> [TASK STATEMENT]: Carry over every entry exactly as it appears in the records.

> [EXERCISE INPUT]:
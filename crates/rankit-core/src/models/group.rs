//! Group domain model.

use chrono::{DateTime, Utc};
use serde::{Deserialize, Serialize};
use uuid::Uuid;

/// A ranking community. The creator owns the group and is always present
/// in both `members` and `admins`; `member_count` equals `members.len()`
/// after every completed membership mutation.
#[derive(Debug, Clone, Serialize, Deserialize)]
pub struct Group {
    pub id: Uuid,
    pub name: String,
    pub description: String,
    pub created_by: Uuid,
    pub members: Vec<Uuid>,
    pub admins: Vec<Uuid>,
    pub member_count: u64,
    pub created_at: DateTime<Utc>,
}

impl Group {
    pub fn is_owner(&self, user_id: Uuid) -> bool {
        self.created_by == user_id
    }

    pub fn is_member(&self, user_id: Uuid) -> bool {
        self.members.contains(&user_id)
    }

    pub fn is_admin(&self, user_id: Uuid) -> bool {
        self.admins.contains(&user_id)
    }
}

#[derive(Debug, Clone, Serialize, Deserialize)]
pub struct CreateGroup {
    pub name: String,
    pub description: String,
    /// Becomes the sole member and admin of the new group.
    pub owner_id: Uuid,
}

/// A group annotated with the viewing user's relationship to it,
/// as returned by discovery and "my groups" listings.
#[derive(Debug, Clone, Serialize)]
pub struct GroupSummary {
    pub group: Group,
    pub is_member: bool,
    pub is_admin: bool,
}
//! Leaderboard view — a pure read-side projection over item statistics.
//!
//! Ordering is delegated to the store's sort; this module only attaches
//! 1-based rank positions and the viewer's own scores. Ties are broken
//! by the sort's stable tiebreak and receive distinct consecutive ranks,
//! never shared ranks.

use std::collections::HashMap;

use rankit_core::error::RankResult;
use rankit_core::models::item::{Item, SortKey};
use rankit_core::repository::{GroupRepository, ItemRepository, RatingRepository};
use serde::Serialize;
use uuid::Uuid;

/// One leaderboard entry: an item, its 1-based position, and the
/// viewer's own score when a viewer is given.
#[derive(Debug, Clone, Serialize)]
pub struct RankedItem {
    pub rank: u64,
    pub item: Item,
    pub viewer_score: Option<u8>,
}

pub struct LeaderboardService<G: GroupRepository, I: ItemRepository, R: RatingRepository> {
    groups: G,
    items: I,
    ratings: R,
}

impl<G: GroupRepository, I: ItemRepository, R: RatingRepository> LeaderboardService<G, I, R> {
    pub fn new(groups: G, items: I, ratings: R) -> Self {
        Self {
            groups,
            items,
            ratings,
        }
    }

    /// All items of a group in leaderboard order. Zero-rated items are
    /// included and sort last under the `rating` key.
    pub async fn rank(
        &self,
        group_id: Uuid,
        sort: SortKey,
        viewer: Option<Uuid>,
    ) -> RankResult<Vec<RankedItem>> {
        // Surface NotFound for a missing group rather than an empty board.
        self.groups.get_by_id(group_id).await?;

        let items = self.items.list_by_group(group_id, sort).await?;

        let viewer_scores: HashMap<Uuid, u8> = match viewer {
            Some(user) => self
                .ratings
                .list_for_user_in_group(user, group_id)
                .await?
                .into_iter()
                .map(|r| (r.item_id, r.score))
                .collect(),
            None => HashMap::new(),
        };

        Ok(items
            .into_iter()
            .zip(1u64..)
            .map(|(item, rank)| RankedItem {
                rank,
                viewer_score: viewer_scores.get(&item.id).copied(),
                item,
            })
            .collect())
    }
}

> [SOLVED EXERCISE]:
filename crates/rankit-core/src/models/group.rs
//! Group domain model.

use chrono::{DateTime, Utc};
use serde::{Deserialize, Serialize};
use uuid::Uuid;

/// A ranking community. The creator owns the group and is always present
/// in both `members` and `admins`; `member_count` equals `members.len()`
/// after every completed membership mutation.
#[derive(Debug, Clone, Serialize, Deserialize)]
pub struct Group {
    pub id: Uuid,
    pub name: String,
    pub description: String,
    pub created_by: Uuid,
    pub members: Vec<Uuid>,
    pub admins: Vec<Uuid>,
    pub member_count: u64,
    pub created_at: DateTime<Utc>,
}

impl Group {
    pub fn is_owner(&self, user_id: Uuid) -> bool {
        self.created_by == user_id
    }

    pub fn is_member(&self, user_id: Uuid) -> bool {
        self.members.contains(&user_id)
    }

    pub fn is_admin(&self, user_id: Uuid) -> bool {
        self.admins.contains(&user_id)
    }
}

#[derive(Debug, Clone, Serialize, Deserialize)]
pub struct CreateGroup {
    pub name: String,
    pub description: String,
    /// Becomes the sole member and admin of the new group.
    pub owner_id: Uuid,
}

/// A group annotated with the viewing user's relationship to it,
/// as returned by discovery and "my groups" listings.
#[derive(Debug, Clone, Serialize)]
pub struct GroupSummary {
    pub group: Group,
    pub is_member: bool,
    pub is_admin: bool,
}
//! Leaderboard view — a pure read-side projection over item statistics.
//!
//! Ordering is delegated to the store's sort; this module only attaches
//! 1-based rank positions and the viewer's own scores. Ties are broken
//! by the sort's stable tiebreak and receive distinct consecutive ranks,
//! never shared ranks.

use std::collections::HashMap;

use rankit_core::error::RankResult;
use rankit_core::models::item::{Item, SortKey};
use rankit_core::repository::{GroupRepository, ItemRepository, RatingRepository};
use serde::Serialize;
use uuid::Uuid;

/// One leaderboard entry: an item, its 1-based position, and the
/// viewer's own score when a viewer is given.
#[derive(Debug, Clone, Serialize)]
pub struct RankedItem {
    pub rank: u64,
    pub item: Item,
    pub viewer_score: Option<u8>,
}

pub struct LeaderboardService<G: GroupRepository, I: ItemRepository, R: RatingRepository> {
    groups: G,
    items: I,
    ratings: R,
}

impl<G: GroupRepository, I: ItemRepository, R: RatingRepository> LeaderboardService<G, I, R> {
    pub fn new(groups: G, items: I, ratings: R) -> Self {
        Self {
            groups,
            items,
            ratings,
        }
    }

    /// All items of a group in leaderboard order. Zero-rated items are
    /// included and sort last under the `rating` key.
    pub async fn rank(
        &self,
        group_id: Uuid,
        sort: SortKey,
        viewer: Option<Uuid>,
    ) -> RankResult<Vec<RankedItem>> {
        // Surface NotFound for a missing group rather than an empty board.
        self.groups.get_by_id(group_id).await?;

        let items = self.items.list_by_group(group_id, sort).await?;

        let viewer_scores: HashMap<Uuid, u8> = match viewer {
            Some(user) => self
                .ratings
                .list_for_user_in_group(user, group_id)
                .await?
                .into_iter()
                .map(|r| (r.item_id, r.score))
                .collect(),
            None => HashMap::new(),
        };

        Ok(items
            .into_iter()
            .zip(1u64..)
            .map(|(item, rank)| RankedItem {
                rank,
                viewer_score: viewer_scores.get(&item.id).copied(),
                item,
            })
            .collect())
    }
}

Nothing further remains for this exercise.